[Supplied entries]

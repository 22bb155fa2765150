//! Cache reconciliation: refresh merging, ancestor invalidation, and
//! subscription notifications.

use std::collections::HashMap;
use std::sync::{Arc, Mutex};
use std::time::{Duration, SystemTime};

use async_trait::async_trait;
use quantumfs::key::{KeyType, ObjectKey};
use quantumfs::wsdb::cache::{CachedWorkspaceDb, DONT_EXPIRE_WSDB_CACHE};
use quantumfs::wsdb::memory::MemoryWsdb;
use quantumfs::wsdb::subscriptions::WorkspaceState;
use quantumfs::wsdb::{Result, WorkspaceDb, WorkspaceNonce, NULL_SPACE_NAME};

const NULL: &str = NULL_SPACE_NAME;

fn root_key(bytes: &[u8]) -> ObjectKey {
    ObjectKey::from_contents(KeyType::Metadata, bytes)
}

/// Delegating store whose `workspace_list` for one chosen group snapshots
/// its answer, then parks until the test releases it. This makes "a refresh
/// is in flight" a deterministic state.
struct GatedWsdb {
    inner: MemoryWsdb,
    gated: Mutex<Option<(String, String)>>,
    entered: async_channel::Sender<()>,
    release: async_channel::Receiver<()>,
}

struct Gate {
    entered: async_channel::Receiver<()>,
    release: async_channel::Sender<()>,
}

fn gated_wsdb(typespace: &str, namespace: &str) -> (Arc<GatedWsdb>, Gate) {
    let (entered_tx, entered_rx) = async_channel::unbounded();
    let (release_tx, release_rx) = async_channel::unbounded();
    let wsdb = Arc::new(GatedWsdb {
        inner: MemoryWsdb::new(),
        gated: Mutex::new(Some((typespace.to_owned(), namespace.to_owned()))),
        entered: entered_tx,
        release: release_rx,
    });
    (wsdb, Gate { entered: entered_rx, release: release_tx })
}

impl GatedWsdb {
    fn is_gated(&self, typespace: &str, namespace: &str) -> bool {
        matches!(
            &*self.gated.lock().unwrap(),
            Some((t, n)) if t.as_str() == typespace && n.as_str() == namespace
        )
    }
}

#[async_trait]
impl WorkspaceDb for GatedWsdb {
    async fn num_typespaces(&self) -> Result<usize> {
        self.inner.num_typespaces().await
    }

    async fn typespace_list(&self) -> Result<Vec<String>> {
        self.inner.typespace_list().await
    }

    async fn num_namespaces(&self, typespace: &str) -> Result<usize> {
        self.inner.num_namespaces(typespace).await
    }

    async fn namespace_list(&self, typespace: &str) -> Result<Vec<String>> {
        self.inner.namespace_list(typespace).await
    }

    async fn num_workspaces(&self, typespace: &str, namespace: &str) -> Result<usize> {
        self.inner.num_workspaces(typespace, namespace).await
    }

    async fn workspace_list(
        &self,
        typespace: &str,
        namespace: &str,
    ) -> Result<HashMap<String, WorkspaceNonce>> {
        let snapshot = self.inner.workspace_list(typespace, namespace).await;
        if self.is_gated(typespace, namespace) {
            let _ = self.entered.send(()).await;
            let _ = self.release.recv().await;
        }
        snapshot
    }

    async fn workspace(
        &self,
        typespace: &str,
        namespace: &str,
        workspace: &str,
    ) -> Result<(ObjectKey, WorkspaceNonce)> {
        self.inner.workspace(typespace, namespace, workspace).await
    }

    async fn branch_workspace(
        &self,
        src_typespace: &str,
        src_namespace: &str,
        src_workspace: &str,
        dst_typespace: &str,
        dst_namespace: &str,
        dst_workspace: &str,
    ) -> Result<(WorkspaceNonce, ObjectKey)> {
        self.inner
            .branch_workspace(
                src_typespace,
                src_namespace,
                src_workspace,
                dst_typespace,
                dst_namespace,
                dst_workspace,
            )
            .await
    }

    async fn advance_workspace(
        &self,
        typespace: &str,
        namespace: &str,
        workspace: &str,
        expected_nonce: WorkspaceNonce,
        expected_root: &ObjectKey,
        new_root: &ObjectKey,
    ) -> Result<(ObjectKey, WorkspaceNonce)> {
        self.inner
            .advance_workspace(
                typespace,
                namespace,
                workspace,
                expected_nonce,
                expected_root,
                new_root,
            )
            .await
    }

    async fn delete_workspace(
        &self,
        typespace: &str,
        namespace: &str,
        workspace: &str,
    ) -> Result<()> {
        self.inner.delete_workspace(typespace, namespace, workspace).await
    }

    async fn create_workspace(
        &self,
        typespace: &str,
        namespace: &str,
        workspace: &str,
        nonce: WorkspaceNonce,
        root: &ObjectKey,
    ) -> Result<()> {
        self.inner.create_workspace(typespace, namespace, workspace, nonce, root).await
    }

    async fn set_workspace_immutable(
        &self,
        typespace: &str,
        namespace: &str,
        workspace: &str,
    ) -> Result<()> {
        self.inner.set_workspace_immutable(typespace, namespace, workspace).await
    }

    async fn workspace_is_immutable(
        &self,
        typespace: &str,
        namespace: &str,
        workspace: &str,
    ) -> Result<bool> {
        self.inner.workspace_is_immutable(typespace, namespace, workspace).await
    }

    async fn workspace_last_write_time(
        &self,
        typespace: &str,
        namespace: &str,
        workspace: &str,
    ) -> Result<SystemTime> {
        self.inner.workspace_last_write_time(typespace, namespace, workspace).await
    }
}

/// A local insert made while a refresh is in flight survives the refresh:
/// the merged set is the fetched set plus the local delta.
#[tokio::test(flavor = "multi_thread", worker_threads = 2)]
async fn test_local_insert_merges_into_inflight_refresh() {
    let (backing, gate) = gated_wsdb(NULL, NULL);
    // Pre-populate the _/_ group with specialWS before the cache exists.
    backing
        .inner
        .create_workspace(NULL, NULL, "specialWS", WorkspaceNonce::new(7, 1), &root_key(b"special"))
        .await
        .unwrap();

    let cache = Arc::new(
        CachedWorkspaceDb::new(backing.clone(), DONT_EXPIRE_WSDB_CACHE).unwrap(),
    );

    // Start the list; its leaf refresh parks inside the gated backing call.
    let lister = cache.clone();
    let listing = tokio::spawn(async move { lister.workspace_list(NULL, NULL).await });
    gate.entered.recv().await.unwrap();

    // Local insert during the refresh window.
    let ws1_nonce = WorkspaceNonce::new(901, 1);
    cache.create_workspace(NULL, NULL, "ws1", ws1_nonce, &root_key(b"ws1")).await.unwrap();

    gate.release.send(()).await.unwrap();
    let listed = listing.await.unwrap().unwrap();

    assert_eq!(listed.len(), 3, "merged set must be fetched + local insert");
    assert_eq!(listed.get(NULL), Some(&WorkspaceNonce::INVALID));
    assert_eq!(listed.get("specialWS").map(|nonce| nonce.id), Some(7));
    assert_eq!(listed.get("ws1"), Some(&ws1_nonce));
}

/// A local delete during the refresh window wins over the stale fetched
/// set.
#[tokio::test(flavor = "multi_thread", worker_threads = 2)]
async fn test_local_delete_merges_into_inflight_refresh() {
    let (backing, gate) = gated_wsdb("some", "test");
    backing.inner.branch_workspace(NULL, NULL, NULL, "some", "test", "doomed").await.unwrap();
    backing.inner.branch_workspace(NULL, NULL, NULL, "some", "test", "kept").await.unwrap();

    let cache = Arc::new(
        CachedWorkspaceDb::new(backing.clone(), DONT_EXPIRE_WSDB_CACHE).unwrap(),
    );

    let lister = cache.clone();
    let listing = tokio::spawn(async move { lister.workspace_list("some", "test").await });
    gate.entered.recv().await.unwrap();

    cache.delete_workspace("some", "test", "doomed").await.unwrap();

    gate.release.send(()).await.unwrap();
    let listed = listing.await.unwrap().unwrap();
    assert!(listed.contains_key("kept"));
    assert!(!listed.contains_key("doomed"), "local delete must not be resurrected");
}

/// An in-flight workspace-list refresh is discarded when the whole
/// typespace disappears underneath it; afterwards the list is empty.
#[tokio::test(flavor = "multi_thread", worker_threads = 2)]
async fn test_ancestor_delete_invalidates_inflight_refresh() {
    let (backing, gate) = gated_wsdb("some", "test");
    backing.inner.branch_workspace(NULL, NULL, NULL, "some", "test", "a").await.unwrap();

    let cache = Arc::new(CachedWorkspaceDb::new(backing.clone(), 1).unwrap());

    let lister = cache.clone();
    let listing = tokio::spawn(async move { lister.workspace_list("some", "test").await });
    gate.entered.recv().await.unwrap();

    // The typespace dies remotely while the leaf refresh holds its stale
    // snapshot: deleting the only workspace prunes "some" entirely.
    backing.inner.delete_workspace("some", "test", "a").await.unwrap();

    // Let the cached typespace list expire and observe the removal, which
    // detaches the namespace subtree.
    tokio::time::sleep(Duration::from_millis(1100)).await;
    let typespaces = cache.typespace_list().await.unwrap();
    assert!(!typespaces.contains(&"some".to_owned()));

    gate.release.send(()).await.unwrap();
    let listed = listing.await.unwrap().unwrap();
    assert!(listed.is_empty(), "stale refresh must not resurrect the dead namespace");
    assert!(cache.workspace_list("some", "test").await.unwrap().is_empty());
}

#[tokio::test(flavor = "multi_thread", worker_threads = 2)]
async fn test_subscription_notifications() {
    let backing = Arc::new(MemoryWsdb::new());
    let cache = Arc::new(CachedWorkspaceDb::new(backing.clone(), 1).unwrap());

    let (nonce, root) =
        cache.branch_workspace(NULL, NULL, NULL, "some", "test", "watched").await.unwrap();
    // A second workspace keeps the namespace alive once "watched" dies, so
    // its deletion is observed by a leaf refresh rather than by pruning.
    cache.branch_workspace(NULL, NULL, NULL, "some", "test", "other").await.unwrap();
    cache.workspace_list("some", "test").await.unwrap();

    cache.subscribe_to("some/test/watched");
    let (notify_tx, notify_rx) = async_channel::unbounded::<HashMap<String, WorkspaceState>>();
    cache.set_callback(Arc::new(move |states| {
        let _ = notify_tx.try_send(states);
    }));

    // Advance behind the cache's back, then let the group expire so the
    // next list observes the change.
    let advanced = root_key(b"advanced remotely");
    backing
        .advance_workspace("some", "test", "watched", nonce, &root, &advanced)
        .await
        .unwrap();
    tokio::time::sleep(Duration::from_millis(1100)).await;
    cache.workspace_list("some", "test").await.unwrap();

    let states = tokio::time::timeout(Duration::from_secs(5), notify_rx.recv())
        .await
        .expect("notification must arrive")
        .unwrap();
    let state = states.get("some/test/watched").expect("watched workspace in delta");
    assert_eq!(state.root, Some(advanced));
    assert!(!state.deleted);

    // Deletion is reported too.
    backing.delete_workspace("some", "test", "watched").await.unwrap();
    tokio::time::sleep(Duration::from_millis(1100)).await;
    cache.workspace_list("some", "test").await.unwrap();

    let states = tokio::time::timeout(Duration::from_secs(5), notify_rx.recv())
        .await
        .expect("deletion notification must arrive")
        .unwrap();
    assert!(states.get("some/test/watched").unwrap().deleted);
}

#[tokio::test]
async fn test_unsubscribed_changes_are_silent() {
    let backing = Arc::new(MemoryWsdb::new());
    let cache = Arc::new(CachedWorkspaceDb::new(backing.clone(), 1).unwrap());

    cache.branch_workspace(NULL, NULL, NULL, "some", "test", "quiet").await.unwrap();
    cache.workspace_list("some", "test").await.unwrap();

    cache.subscribe_to("some/test/quiet");
    cache.unsubscribe_from("some/test/quiet");
    let (notify_tx, notify_rx) = async_channel::unbounded::<usize>();
    cache.set_callback(Arc::new(move |states| {
        let _ = notify_tx.try_send(states.len());
    }));

    let (root, nonce) = backing.workspace("some", "test", "quiet").await.unwrap();
    backing
        .advance_workspace("some", "test", "quiet", nonce, &root, &root_key(b"unseen"))
        .await
        .unwrap();
    tokio::time::sleep(Duration::from_millis(1100)).await;
    cache.workspace_list("some", "test").await.unwrap();

    let outcome =
        tokio::time::timeout(Duration::from_millis(300), notify_rx.recv()).await;
    assert!(outcome.is_err(), "no notification expected after unsubscribe");
}

/// Opposing local operations on the same name during one refresh window
/// resolve last-writer-wins.
#[tokio::test(flavor = "multi_thread", worker_threads = 2)]
async fn test_insert_then_delete_during_refresh() {
    let (backing, gate) = gated_wsdb("some", "test");
    backing.inner.branch_workspace(NULL, NULL, NULL, "some", "test", "anchor").await.unwrap();

    let cache = Arc::new(
        CachedWorkspaceDb::new(backing.clone(), DONT_EXPIRE_WSDB_CACHE).unwrap(),
    );

    let lister = cache.clone();
    let listing = tokio::spawn(async move { lister.workspace_list("some", "test").await });
    gate.entered.recv().await.unwrap();

    cache
        .create_workspace("some", "test", "flash", WorkspaceNonce::new(11, 1), &root_key(b"f"))
        .await
        .unwrap();
    cache.delete_workspace("some", "test", "flash").await.unwrap();

    gate.release.send(()).await.unwrap();
    let listed = listing.await.unwrap().unwrap();
    assert!(listed.contains_key("anchor"));
    assert!(!listed.contains_key("flash"), "the delete came last and must win");
}

#[tokio::test(flavor = "multi_thread", worker_threads = 2)]
async fn test_delete_then_recreate_during_refresh() {
    let (backing, gate) = gated_wsdb("some", "test");
    backing.inner.branch_workspace(NULL, NULL, NULL, "some", "test", "phoenix").await.unwrap();
    backing.inner.branch_workspace(NULL, NULL, NULL, "some", "test", "anchor").await.unwrap();

    let cache = Arc::new(
        CachedWorkspaceDb::new(backing.clone(), DONT_EXPIRE_WSDB_CACHE).unwrap(),
    );

    let lister = cache.clone();
    let listing = tokio::spawn(async move { lister.workspace_list("some", "test").await });
    gate.entered.recv().await.unwrap();

    cache.delete_workspace("some", "test", "phoenix").await.unwrap();
    let (reborn, _) =
        cache.branch_workspace(NULL, NULL, NULL, "some", "test", "phoenix").await.unwrap();

    gate.release.send(()).await.unwrap();
    let listed = listing.await.unwrap().unwrap();
    assert_eq!(
        listed.get("phoenix"),
        Some(&reborn),
        "the recreation came last and must win with its fresh nonce"
    );
}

[/Supplied entries]

• [The problem] Filter the lines above, keeping and copying those that contain "bytes".

• [Exercise result]
fn root_key(bytes: &[u8]) -> ObjectKey {
    ObjectKey::from_contents(KeyType::Metadata, bytes)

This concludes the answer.